Task directions: Once the line containing "is optional; see" has been copied, stop; copy every line before it exactly, beginning with the first line of the material below.

◇ ◇ ◇ ◇ ◇

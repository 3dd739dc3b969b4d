//! Logistic-regression inference from exported weights.

use serde::{Deserialize, Serialize};

use super::{check_columns, Classifier};
use crate::pipeline::PipelineError;
use crate::schema::FEATURE_COUNT;

/// Decision threshold used when neither the model file nor the caller sets one.
pub const DEFAULT_THRESHOLD: f64 = 0.5;

/// Decision threshold to use: the model file's own value, else the caller's
/// fallback (config `threshold`), else [`DEFAULT_THRESHOLD`].
pub fn resolve_threshold(from_model: Option<f64>, fallback: Option<f64>) -> f64 {
    from_model.or(fallback).unwrap_or(DEFAULT_THRESHOLD)
}

/// Linear model over the (optionally scaled) feature row.
///
/// JSON form: `{"coef": [..15 floats..], "intercept": f, "threshold": f}`;
/// `threshold` is optional; see [`LogisticModel::threshold`].
#[derive(Debug, Clone, PartialEq, Serialize, Deserialize)]
pub struct LogisticModel {
    pub coef: Vec<f64>,
    pub intercept: f64,
    #[serde(default, skip_serializing_if = "Option::is_none")]
    pub threshold: Option<f64>,
}

impl LogisticModel {
    /// Effective decision threshold.
    pub fn threshold(&self) -> f64 {
        resolve_threshold(self.threshold, None)
    }

    /// Fills in a missing threshold from `fallback`; a value set in the model
    /// file is kept.
    pub fn with_fallback_threshold(mut self, fallback: Option<f64>) -> Self {
        self.threshold = Some(resolve_threshold(self.threshold, fallback));
        self
    }

    pub fn validate(&self) -> Result<(), PipelineError> {
        check_columns("model coef", &self.coef)?;
        if !self.intercept.is_finite() {
            return Err(PipelineError::InvalidParameter(
                "model intercept is not finite".to_string(),
            ));
        }
        let threshold = self.threshold();
        if !(0.0..=1.0).contains(&threshold) {
            return Err(PipelineError::InvalidParameter(format!(
                "threshold {threshold} outside [0, 1]"
            )));
        }
        Ok(())
    }

    /// Probability of the malicious class.
    pub fn predict_proba(&self, row: &[f64; FEATURE_COUNT]) -> Result<f64, PipelineError> {
        self.validate()?;
        let z: f64 = self
            .coef
            .iter()
            .zip(row.iter())
            .map(|(w, x)| w * x)
            .sum::<f64>()
            + self.intercept;
        Ok(1.0 / (1.0 + (-z).exp()))
    }
}

impl Classifier for LogisticModel {
    fn predict(&self, row: &[f64; FEATURE_COUNT]) -> Result<u8, PipelineError> {
        let p = self.predict_proba(row)?;
        Ok(u8::from(p >= self.threshold()))
    }
}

◇ ◇ ◇ ◇ ◇

Result:
repository 3dd739dc3b969b4d
//! Logistic-regression inference from exported weights.

use serde::{Deserialize, Serialize};

use super::{check_columns, Classifier};
use crate::pipeline::PipelineError;
use crate::schema::FEATURE_COUNT;

/// Decision threshold used when neither the model file nor the caller sets one.
pub const DEFAULT_THRESHOLD: f64 = 0.5;

/// Decision threshold to use: the model file's own value, else the caller's
/// fallback (config `threshold`), else [`DEFAULT_THRESHOLD`].
pub fn resolve_threshold(from_model: Option<f64>, fallback: Option<f64>) -> f64 {
    from_model.or(fallback).unwrap_or(DEFAULT_THRESHOLD)
}

/// Linear model over the (optionally scaled) feature row.
///
/// JSON form: `{"coef": [..15 floats..], "intercept": f, "threshold": f}`;
/// `threshold` is optional; see [`LogisticModel::threshold`].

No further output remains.